▸ Task directions: Once the line holding "let n = original_min.len();" is found in the listing below, write it out and each later line exactly, up to and including the one holding "fn apply(&self, x: &Array1<f64>)".

▸ Material supplied:
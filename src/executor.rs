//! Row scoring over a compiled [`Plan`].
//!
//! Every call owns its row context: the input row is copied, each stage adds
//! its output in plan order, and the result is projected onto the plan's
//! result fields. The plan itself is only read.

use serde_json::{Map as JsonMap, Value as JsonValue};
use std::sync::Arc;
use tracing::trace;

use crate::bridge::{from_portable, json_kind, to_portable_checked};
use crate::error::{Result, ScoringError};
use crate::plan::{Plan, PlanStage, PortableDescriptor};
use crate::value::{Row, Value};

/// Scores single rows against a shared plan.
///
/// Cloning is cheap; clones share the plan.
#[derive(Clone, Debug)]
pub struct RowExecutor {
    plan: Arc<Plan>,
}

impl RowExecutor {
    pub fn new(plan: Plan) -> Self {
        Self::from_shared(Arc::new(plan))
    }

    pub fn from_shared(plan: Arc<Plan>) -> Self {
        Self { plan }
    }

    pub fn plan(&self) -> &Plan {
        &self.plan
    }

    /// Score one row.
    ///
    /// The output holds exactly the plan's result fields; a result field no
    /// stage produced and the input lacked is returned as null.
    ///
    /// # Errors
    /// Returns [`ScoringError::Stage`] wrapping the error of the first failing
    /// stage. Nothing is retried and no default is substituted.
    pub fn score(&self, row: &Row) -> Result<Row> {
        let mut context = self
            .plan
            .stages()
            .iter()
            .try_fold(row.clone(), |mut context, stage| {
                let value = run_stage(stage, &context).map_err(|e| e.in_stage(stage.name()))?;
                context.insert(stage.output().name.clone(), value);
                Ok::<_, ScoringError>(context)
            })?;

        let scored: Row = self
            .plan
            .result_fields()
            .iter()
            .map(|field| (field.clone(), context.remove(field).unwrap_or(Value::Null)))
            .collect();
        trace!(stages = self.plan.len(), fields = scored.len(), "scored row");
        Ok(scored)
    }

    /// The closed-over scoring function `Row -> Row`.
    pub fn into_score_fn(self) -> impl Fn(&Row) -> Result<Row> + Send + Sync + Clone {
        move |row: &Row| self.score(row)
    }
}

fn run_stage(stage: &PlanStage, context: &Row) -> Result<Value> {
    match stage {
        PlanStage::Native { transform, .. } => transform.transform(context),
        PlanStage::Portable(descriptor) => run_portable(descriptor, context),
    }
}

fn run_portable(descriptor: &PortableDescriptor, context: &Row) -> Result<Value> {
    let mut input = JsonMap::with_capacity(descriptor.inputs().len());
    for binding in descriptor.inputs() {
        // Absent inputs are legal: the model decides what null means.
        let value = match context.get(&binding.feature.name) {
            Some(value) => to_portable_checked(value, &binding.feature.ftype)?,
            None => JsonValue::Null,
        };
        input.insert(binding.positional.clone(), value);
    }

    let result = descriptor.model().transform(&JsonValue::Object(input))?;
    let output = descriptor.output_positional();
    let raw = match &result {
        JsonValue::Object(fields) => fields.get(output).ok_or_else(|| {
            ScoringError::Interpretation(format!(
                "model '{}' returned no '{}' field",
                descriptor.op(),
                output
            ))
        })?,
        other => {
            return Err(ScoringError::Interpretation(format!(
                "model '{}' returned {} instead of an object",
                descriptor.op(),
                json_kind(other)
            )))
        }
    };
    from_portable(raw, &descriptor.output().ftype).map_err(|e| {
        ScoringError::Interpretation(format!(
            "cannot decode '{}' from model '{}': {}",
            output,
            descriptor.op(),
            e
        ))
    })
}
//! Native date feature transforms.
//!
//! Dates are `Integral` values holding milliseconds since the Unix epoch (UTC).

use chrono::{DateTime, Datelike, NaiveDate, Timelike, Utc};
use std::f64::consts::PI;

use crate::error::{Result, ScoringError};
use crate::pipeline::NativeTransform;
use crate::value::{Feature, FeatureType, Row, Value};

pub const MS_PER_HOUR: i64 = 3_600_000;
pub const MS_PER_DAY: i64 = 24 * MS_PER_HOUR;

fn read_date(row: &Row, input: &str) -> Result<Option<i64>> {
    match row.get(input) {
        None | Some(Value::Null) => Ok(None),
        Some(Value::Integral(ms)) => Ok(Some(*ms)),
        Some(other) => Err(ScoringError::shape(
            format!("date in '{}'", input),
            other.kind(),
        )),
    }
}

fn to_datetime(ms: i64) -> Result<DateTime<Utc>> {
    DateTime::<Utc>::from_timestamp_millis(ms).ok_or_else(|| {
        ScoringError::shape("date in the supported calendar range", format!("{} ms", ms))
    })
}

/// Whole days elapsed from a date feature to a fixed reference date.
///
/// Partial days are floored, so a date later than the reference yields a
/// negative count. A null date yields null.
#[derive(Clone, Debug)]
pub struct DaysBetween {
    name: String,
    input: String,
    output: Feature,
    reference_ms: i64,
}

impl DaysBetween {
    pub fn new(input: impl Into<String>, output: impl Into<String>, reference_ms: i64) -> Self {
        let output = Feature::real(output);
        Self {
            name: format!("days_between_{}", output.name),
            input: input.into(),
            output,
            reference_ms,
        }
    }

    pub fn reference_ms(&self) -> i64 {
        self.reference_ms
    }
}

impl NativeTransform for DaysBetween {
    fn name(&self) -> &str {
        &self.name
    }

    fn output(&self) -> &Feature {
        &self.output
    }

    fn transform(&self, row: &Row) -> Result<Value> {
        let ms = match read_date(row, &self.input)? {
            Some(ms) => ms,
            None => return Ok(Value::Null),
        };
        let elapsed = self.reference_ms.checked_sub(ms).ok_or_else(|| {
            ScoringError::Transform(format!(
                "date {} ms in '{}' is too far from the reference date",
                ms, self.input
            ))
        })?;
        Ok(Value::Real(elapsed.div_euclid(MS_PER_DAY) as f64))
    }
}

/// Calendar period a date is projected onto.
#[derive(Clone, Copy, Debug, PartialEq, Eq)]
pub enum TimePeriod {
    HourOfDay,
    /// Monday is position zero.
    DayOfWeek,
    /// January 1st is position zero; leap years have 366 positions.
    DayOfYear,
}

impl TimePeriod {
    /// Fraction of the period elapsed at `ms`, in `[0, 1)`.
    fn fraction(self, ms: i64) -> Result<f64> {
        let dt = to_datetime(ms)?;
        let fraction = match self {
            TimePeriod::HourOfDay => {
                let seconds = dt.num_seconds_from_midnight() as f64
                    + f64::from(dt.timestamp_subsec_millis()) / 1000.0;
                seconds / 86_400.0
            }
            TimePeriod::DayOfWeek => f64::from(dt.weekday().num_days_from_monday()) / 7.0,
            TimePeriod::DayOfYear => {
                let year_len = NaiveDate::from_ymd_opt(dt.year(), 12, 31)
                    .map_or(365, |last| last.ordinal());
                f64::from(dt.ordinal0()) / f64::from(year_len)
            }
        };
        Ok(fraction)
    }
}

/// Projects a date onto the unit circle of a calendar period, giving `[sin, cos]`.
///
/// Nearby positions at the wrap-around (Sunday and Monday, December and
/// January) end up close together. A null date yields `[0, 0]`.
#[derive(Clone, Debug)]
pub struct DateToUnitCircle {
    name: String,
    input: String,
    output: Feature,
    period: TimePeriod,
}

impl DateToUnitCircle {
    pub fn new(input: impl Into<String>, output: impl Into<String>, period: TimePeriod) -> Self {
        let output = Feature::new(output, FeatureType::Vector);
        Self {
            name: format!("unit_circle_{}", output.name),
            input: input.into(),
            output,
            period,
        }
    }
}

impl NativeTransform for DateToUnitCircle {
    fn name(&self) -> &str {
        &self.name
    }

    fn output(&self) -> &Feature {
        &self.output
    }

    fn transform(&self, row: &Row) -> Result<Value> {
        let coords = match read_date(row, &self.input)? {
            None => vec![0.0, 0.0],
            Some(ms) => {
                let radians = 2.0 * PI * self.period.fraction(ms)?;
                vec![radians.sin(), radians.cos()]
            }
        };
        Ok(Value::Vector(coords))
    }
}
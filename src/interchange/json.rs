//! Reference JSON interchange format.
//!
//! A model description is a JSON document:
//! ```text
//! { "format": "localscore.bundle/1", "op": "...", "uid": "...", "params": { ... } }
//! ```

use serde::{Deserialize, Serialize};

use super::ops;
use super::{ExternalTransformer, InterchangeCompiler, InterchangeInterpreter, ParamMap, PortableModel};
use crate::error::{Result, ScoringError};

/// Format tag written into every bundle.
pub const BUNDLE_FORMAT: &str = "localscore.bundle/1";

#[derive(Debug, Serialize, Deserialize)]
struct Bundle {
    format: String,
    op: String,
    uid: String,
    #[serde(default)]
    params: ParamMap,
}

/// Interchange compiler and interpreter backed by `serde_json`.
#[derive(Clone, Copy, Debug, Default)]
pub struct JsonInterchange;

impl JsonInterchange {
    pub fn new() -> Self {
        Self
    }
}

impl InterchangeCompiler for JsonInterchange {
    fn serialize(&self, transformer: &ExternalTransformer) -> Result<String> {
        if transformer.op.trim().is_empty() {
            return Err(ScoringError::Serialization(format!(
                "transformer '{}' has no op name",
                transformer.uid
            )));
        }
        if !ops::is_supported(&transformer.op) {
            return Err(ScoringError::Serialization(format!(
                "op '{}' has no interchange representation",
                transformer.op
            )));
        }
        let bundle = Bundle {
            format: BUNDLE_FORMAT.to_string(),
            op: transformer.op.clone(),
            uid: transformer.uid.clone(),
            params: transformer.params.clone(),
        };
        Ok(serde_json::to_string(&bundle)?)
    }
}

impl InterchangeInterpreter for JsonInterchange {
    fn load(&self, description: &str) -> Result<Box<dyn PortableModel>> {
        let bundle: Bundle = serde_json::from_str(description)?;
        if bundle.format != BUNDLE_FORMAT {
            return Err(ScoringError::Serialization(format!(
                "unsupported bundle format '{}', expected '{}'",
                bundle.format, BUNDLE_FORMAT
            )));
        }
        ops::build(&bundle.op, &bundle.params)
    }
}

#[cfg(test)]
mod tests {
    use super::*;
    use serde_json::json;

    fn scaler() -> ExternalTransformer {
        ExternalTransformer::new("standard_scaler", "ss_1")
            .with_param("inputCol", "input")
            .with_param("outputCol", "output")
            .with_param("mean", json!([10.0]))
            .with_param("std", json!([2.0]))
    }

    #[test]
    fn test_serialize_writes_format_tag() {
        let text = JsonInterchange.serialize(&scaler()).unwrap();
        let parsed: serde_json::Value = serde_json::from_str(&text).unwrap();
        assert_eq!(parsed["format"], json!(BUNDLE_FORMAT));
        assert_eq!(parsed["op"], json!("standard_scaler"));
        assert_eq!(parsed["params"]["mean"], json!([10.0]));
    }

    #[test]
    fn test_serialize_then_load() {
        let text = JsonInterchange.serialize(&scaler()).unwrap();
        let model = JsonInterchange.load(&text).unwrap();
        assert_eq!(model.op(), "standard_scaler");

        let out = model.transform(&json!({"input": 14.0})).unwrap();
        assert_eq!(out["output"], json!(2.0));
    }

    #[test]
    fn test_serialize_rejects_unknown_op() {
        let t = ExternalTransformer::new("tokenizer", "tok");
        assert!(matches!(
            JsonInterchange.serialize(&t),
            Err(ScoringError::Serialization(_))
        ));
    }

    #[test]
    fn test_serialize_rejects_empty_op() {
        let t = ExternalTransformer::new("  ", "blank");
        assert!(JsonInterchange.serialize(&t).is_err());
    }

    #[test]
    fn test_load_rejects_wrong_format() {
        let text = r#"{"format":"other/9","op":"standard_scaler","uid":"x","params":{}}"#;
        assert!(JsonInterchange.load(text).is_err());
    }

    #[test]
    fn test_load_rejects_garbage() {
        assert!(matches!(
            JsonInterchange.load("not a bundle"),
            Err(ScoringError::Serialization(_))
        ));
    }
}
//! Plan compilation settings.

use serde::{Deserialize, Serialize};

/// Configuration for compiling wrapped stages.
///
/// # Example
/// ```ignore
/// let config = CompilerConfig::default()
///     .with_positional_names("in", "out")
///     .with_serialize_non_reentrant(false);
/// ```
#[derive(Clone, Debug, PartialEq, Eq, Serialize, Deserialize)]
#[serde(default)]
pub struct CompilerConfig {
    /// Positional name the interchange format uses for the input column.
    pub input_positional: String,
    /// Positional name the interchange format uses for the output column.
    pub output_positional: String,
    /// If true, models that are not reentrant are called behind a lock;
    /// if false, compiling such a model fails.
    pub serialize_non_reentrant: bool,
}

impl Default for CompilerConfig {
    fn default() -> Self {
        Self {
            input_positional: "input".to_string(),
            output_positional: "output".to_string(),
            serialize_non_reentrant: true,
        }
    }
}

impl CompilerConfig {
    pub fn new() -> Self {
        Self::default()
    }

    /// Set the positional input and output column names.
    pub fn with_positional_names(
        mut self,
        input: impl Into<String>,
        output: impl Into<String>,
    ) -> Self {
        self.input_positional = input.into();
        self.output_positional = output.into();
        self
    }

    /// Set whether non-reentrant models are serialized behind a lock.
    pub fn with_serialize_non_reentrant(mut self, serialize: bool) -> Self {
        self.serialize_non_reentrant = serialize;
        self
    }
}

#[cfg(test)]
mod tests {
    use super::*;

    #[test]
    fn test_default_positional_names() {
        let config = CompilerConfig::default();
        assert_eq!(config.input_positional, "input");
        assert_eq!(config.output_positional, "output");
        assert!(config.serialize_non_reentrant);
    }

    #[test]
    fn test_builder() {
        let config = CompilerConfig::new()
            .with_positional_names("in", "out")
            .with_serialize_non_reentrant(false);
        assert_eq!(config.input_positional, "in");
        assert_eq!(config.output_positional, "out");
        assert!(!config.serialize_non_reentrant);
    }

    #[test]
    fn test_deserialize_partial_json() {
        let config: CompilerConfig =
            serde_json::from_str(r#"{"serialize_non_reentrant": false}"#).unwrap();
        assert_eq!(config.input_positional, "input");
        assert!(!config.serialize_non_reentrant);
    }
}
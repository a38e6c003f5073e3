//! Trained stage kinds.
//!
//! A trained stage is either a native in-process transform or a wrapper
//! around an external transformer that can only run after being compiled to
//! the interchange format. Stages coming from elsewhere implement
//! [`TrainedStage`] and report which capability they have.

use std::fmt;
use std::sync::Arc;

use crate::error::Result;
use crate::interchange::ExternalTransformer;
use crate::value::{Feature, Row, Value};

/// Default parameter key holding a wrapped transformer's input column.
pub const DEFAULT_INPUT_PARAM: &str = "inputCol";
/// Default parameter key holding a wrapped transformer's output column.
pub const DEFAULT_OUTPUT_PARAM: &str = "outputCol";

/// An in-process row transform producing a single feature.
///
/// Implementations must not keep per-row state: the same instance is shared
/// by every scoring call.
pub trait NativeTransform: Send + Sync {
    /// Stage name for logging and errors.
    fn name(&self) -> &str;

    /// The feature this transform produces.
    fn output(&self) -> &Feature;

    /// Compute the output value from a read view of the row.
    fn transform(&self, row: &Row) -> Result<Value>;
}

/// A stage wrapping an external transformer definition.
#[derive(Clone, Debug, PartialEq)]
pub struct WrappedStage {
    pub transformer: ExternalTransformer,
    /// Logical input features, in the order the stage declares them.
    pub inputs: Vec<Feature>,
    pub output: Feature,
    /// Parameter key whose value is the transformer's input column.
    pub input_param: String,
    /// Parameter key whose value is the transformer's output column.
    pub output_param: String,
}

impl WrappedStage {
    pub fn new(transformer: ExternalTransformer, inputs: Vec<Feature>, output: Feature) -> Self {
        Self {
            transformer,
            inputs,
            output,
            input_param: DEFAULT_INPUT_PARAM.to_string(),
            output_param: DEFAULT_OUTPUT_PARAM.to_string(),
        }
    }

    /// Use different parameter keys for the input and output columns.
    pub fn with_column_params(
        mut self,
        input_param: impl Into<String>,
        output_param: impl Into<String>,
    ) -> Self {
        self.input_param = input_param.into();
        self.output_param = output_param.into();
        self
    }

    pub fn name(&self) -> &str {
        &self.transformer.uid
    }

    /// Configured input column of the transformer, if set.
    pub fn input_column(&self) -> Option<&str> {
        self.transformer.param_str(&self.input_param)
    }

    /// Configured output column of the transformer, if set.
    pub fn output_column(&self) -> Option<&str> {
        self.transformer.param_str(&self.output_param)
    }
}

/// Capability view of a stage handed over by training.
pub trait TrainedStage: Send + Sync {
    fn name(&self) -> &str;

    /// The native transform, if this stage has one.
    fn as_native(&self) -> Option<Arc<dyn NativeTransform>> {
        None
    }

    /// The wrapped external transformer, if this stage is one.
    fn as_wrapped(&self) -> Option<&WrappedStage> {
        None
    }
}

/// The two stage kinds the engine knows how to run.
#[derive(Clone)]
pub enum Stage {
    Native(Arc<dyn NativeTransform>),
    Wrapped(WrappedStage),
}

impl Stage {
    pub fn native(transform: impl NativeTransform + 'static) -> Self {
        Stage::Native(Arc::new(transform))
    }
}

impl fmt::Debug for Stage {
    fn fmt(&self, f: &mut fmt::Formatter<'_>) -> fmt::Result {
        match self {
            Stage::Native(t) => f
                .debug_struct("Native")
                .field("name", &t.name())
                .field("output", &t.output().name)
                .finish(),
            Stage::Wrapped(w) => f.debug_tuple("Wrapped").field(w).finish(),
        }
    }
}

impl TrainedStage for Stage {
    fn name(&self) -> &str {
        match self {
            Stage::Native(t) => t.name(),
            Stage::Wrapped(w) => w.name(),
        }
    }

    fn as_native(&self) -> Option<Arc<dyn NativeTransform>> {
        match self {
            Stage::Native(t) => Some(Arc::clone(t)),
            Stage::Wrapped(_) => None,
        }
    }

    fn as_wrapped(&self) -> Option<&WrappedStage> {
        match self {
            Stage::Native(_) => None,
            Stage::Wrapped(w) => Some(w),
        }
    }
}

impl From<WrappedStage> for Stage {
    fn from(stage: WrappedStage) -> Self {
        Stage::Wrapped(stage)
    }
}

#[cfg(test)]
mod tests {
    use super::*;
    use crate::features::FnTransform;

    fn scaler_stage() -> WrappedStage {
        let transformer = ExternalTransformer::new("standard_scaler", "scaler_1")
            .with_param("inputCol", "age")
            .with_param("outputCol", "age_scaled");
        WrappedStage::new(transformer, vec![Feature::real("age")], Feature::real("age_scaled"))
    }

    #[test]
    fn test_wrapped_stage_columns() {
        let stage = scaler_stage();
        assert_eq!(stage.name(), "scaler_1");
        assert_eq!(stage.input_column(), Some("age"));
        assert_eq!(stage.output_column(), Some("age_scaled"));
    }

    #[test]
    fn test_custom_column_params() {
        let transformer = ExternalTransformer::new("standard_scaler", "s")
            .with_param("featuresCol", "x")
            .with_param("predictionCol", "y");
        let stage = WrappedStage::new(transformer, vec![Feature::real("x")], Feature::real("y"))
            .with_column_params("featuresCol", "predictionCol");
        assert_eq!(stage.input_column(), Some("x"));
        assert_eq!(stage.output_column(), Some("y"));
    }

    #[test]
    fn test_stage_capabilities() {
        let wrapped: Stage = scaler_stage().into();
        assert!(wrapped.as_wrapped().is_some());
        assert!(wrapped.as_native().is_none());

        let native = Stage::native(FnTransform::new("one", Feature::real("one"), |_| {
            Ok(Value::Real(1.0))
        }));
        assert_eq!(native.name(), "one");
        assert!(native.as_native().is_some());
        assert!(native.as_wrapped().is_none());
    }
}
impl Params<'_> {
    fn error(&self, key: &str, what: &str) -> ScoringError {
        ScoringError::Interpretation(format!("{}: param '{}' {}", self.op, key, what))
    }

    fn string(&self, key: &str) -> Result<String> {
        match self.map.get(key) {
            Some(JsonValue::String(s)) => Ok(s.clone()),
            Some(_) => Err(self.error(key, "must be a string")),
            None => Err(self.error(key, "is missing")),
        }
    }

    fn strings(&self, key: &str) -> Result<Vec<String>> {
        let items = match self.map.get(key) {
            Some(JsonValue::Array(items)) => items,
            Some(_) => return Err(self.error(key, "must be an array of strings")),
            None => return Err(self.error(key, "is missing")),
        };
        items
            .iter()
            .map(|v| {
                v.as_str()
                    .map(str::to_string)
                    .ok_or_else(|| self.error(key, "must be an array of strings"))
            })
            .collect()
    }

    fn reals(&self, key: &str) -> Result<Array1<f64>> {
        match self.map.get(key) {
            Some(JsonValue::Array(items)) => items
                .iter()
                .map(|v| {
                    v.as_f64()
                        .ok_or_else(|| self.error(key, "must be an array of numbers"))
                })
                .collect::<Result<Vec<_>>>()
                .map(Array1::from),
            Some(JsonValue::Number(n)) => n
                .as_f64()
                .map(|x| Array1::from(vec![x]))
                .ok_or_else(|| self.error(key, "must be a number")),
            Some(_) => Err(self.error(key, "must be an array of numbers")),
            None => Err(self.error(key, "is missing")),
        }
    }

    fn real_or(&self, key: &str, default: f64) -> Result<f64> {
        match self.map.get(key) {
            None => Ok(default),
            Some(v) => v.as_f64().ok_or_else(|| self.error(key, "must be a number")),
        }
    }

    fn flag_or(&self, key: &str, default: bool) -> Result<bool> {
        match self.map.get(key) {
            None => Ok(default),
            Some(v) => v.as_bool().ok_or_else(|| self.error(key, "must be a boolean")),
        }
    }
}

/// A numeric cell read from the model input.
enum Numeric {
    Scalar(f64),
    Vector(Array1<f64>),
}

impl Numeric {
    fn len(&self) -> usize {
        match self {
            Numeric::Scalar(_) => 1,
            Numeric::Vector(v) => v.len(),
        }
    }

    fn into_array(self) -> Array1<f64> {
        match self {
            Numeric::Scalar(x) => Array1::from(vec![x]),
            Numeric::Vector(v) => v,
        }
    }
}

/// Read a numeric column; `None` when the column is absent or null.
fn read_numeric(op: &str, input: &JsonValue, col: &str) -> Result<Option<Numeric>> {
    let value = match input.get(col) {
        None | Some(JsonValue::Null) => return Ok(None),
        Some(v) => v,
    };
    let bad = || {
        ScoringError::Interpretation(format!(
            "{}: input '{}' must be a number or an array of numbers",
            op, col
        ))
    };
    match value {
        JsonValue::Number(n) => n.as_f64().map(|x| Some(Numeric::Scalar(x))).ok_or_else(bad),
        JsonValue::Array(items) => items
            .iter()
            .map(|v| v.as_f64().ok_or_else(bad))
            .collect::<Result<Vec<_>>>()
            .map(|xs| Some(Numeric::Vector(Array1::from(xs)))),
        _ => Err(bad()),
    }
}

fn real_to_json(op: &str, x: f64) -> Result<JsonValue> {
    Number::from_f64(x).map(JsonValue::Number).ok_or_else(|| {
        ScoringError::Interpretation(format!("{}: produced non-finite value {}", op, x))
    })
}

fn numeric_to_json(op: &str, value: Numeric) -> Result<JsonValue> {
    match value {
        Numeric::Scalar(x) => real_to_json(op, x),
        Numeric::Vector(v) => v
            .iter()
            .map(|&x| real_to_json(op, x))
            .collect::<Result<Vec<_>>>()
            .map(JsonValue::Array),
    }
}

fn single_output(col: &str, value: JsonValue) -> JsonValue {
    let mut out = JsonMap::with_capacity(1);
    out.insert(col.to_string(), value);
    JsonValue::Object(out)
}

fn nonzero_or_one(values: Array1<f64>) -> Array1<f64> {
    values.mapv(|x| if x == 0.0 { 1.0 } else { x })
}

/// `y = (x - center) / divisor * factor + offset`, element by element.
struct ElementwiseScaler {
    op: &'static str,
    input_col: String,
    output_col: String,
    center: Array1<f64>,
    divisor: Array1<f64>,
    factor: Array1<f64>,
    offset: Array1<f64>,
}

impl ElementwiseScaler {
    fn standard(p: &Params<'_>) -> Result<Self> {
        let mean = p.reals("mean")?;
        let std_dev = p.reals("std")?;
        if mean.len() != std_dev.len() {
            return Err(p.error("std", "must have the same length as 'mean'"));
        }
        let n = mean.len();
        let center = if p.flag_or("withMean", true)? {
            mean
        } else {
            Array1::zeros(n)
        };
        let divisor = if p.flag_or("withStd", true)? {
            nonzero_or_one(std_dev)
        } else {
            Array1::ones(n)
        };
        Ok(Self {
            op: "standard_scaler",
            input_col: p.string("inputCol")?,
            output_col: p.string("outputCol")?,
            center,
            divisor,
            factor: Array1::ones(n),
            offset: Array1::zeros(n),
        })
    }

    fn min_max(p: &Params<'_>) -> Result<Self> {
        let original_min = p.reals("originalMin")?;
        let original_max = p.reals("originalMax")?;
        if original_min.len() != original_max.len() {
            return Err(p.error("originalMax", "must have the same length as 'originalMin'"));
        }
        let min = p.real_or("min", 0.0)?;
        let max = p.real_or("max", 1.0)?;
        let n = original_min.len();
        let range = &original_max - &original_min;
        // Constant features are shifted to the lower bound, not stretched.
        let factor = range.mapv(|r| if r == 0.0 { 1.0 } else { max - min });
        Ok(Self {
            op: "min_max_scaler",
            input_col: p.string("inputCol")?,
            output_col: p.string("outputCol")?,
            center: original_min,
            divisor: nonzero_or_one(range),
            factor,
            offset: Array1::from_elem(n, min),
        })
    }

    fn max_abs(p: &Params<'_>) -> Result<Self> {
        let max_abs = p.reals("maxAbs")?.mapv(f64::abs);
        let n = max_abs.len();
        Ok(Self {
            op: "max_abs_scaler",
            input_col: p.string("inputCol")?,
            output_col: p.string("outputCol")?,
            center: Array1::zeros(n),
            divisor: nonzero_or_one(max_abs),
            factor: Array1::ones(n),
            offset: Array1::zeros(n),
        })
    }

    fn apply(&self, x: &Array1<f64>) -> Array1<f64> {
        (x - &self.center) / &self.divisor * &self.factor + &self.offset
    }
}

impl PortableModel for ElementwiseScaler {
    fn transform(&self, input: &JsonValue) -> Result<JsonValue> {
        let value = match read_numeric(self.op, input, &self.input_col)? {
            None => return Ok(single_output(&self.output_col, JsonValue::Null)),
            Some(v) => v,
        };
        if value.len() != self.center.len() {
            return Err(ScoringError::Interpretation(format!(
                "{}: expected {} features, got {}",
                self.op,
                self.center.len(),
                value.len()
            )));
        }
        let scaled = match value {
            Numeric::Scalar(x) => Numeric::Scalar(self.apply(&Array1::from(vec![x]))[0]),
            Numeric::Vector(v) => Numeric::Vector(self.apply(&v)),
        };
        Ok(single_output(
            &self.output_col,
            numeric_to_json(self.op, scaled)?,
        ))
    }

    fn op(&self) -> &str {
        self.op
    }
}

▸ Expected answer:
        let n = original_min.len();
        let range = &original_max - &original_min;
        // Constant features are shifted to the lower bound, not stretched.
        let factor = range.mapv(|r| if r == 0.0 { 1.0 } else { max - min });
        Ok(Self {
            op: "min_max_scaler",
            input_col: p.string("inputCol")?,
            output_col: p.string("outputCol")?,
            center: original_min,
            divisor: nonzero_or_one(range),
            factor,
            offset: Array1::from_elem(n, min),
        })
    }

    fn max_abs(p: &Params<'_>) -> Result<Self> {
        let max_abs = p.reals("maxAbs")?.mapv(f64::abs);
        let n = max_abs.len();
        Ok(Self {
            op: "max_abs_scaler",
            input_col: p.string("inputCol")?,
            output_col: p.string("outputCol")?,
            center: Array1::zeros(n),
            divisor: nonzero_or_one(max_abs),
            factor: Array1::ones(n),
            offset: Array1::zeros(n),
        })
    }

    fn apply(&self, x: &Array1<f64>) -> Array1<f64> {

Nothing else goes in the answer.